* **What you need to do**
Counting task for the entries below: give the number of lines that contain the word "ProgressStyle", with no other text.

* **Material to process**
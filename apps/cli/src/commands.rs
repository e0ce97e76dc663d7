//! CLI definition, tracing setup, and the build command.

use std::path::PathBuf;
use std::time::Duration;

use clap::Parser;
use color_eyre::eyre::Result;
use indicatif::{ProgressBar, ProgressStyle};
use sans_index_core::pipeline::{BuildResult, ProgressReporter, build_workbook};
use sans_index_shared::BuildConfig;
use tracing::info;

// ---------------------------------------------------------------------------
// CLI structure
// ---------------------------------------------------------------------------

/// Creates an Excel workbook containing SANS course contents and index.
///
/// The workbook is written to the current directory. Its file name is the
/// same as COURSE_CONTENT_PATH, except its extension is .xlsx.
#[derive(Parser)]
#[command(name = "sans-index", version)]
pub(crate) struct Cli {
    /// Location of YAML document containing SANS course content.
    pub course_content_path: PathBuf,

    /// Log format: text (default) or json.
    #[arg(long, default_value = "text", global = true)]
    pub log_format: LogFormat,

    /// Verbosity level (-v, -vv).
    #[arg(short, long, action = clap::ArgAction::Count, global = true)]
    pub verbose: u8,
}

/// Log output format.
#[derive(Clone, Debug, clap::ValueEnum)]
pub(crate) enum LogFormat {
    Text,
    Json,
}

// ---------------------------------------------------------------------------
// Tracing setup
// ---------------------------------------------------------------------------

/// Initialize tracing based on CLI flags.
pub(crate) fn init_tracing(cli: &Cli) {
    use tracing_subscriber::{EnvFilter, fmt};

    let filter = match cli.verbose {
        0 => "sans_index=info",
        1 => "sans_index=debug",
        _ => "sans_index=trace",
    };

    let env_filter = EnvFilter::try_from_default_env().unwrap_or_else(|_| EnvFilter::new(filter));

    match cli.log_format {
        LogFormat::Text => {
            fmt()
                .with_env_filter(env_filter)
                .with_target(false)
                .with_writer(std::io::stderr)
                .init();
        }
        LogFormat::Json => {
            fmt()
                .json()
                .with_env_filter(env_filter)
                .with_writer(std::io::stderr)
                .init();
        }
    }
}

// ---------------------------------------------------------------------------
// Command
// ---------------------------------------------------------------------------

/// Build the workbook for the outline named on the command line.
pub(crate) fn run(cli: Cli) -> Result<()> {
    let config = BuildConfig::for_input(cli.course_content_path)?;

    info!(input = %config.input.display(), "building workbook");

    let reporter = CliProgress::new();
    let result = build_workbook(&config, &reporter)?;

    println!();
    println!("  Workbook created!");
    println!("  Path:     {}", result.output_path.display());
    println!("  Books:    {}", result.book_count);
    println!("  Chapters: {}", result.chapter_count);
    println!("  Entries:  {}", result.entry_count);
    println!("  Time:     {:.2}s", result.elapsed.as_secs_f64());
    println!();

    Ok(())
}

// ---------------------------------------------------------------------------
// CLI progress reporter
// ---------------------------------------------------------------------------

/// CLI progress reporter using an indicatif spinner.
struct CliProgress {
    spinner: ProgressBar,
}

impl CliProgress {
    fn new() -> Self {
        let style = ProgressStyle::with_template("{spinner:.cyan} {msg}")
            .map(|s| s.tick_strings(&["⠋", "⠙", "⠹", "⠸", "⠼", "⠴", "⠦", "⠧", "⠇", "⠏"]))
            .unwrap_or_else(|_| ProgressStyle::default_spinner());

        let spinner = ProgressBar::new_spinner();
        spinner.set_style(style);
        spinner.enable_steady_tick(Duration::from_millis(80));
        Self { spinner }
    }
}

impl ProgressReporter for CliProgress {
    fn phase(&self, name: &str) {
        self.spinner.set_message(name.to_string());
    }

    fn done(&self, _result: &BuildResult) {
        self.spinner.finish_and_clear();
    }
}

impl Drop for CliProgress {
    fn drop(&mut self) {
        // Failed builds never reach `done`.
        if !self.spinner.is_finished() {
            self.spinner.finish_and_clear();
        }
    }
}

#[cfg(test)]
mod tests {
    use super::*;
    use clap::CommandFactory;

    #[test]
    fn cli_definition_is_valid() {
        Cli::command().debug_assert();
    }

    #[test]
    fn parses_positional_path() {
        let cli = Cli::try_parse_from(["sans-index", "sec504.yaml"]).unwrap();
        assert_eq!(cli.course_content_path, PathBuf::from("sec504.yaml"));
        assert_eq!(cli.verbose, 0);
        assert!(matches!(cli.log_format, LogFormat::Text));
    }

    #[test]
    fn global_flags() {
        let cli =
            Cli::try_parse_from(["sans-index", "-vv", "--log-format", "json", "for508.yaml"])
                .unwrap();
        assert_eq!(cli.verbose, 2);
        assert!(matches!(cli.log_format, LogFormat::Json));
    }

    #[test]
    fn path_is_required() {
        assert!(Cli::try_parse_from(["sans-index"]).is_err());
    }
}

* **Exercise solution**
3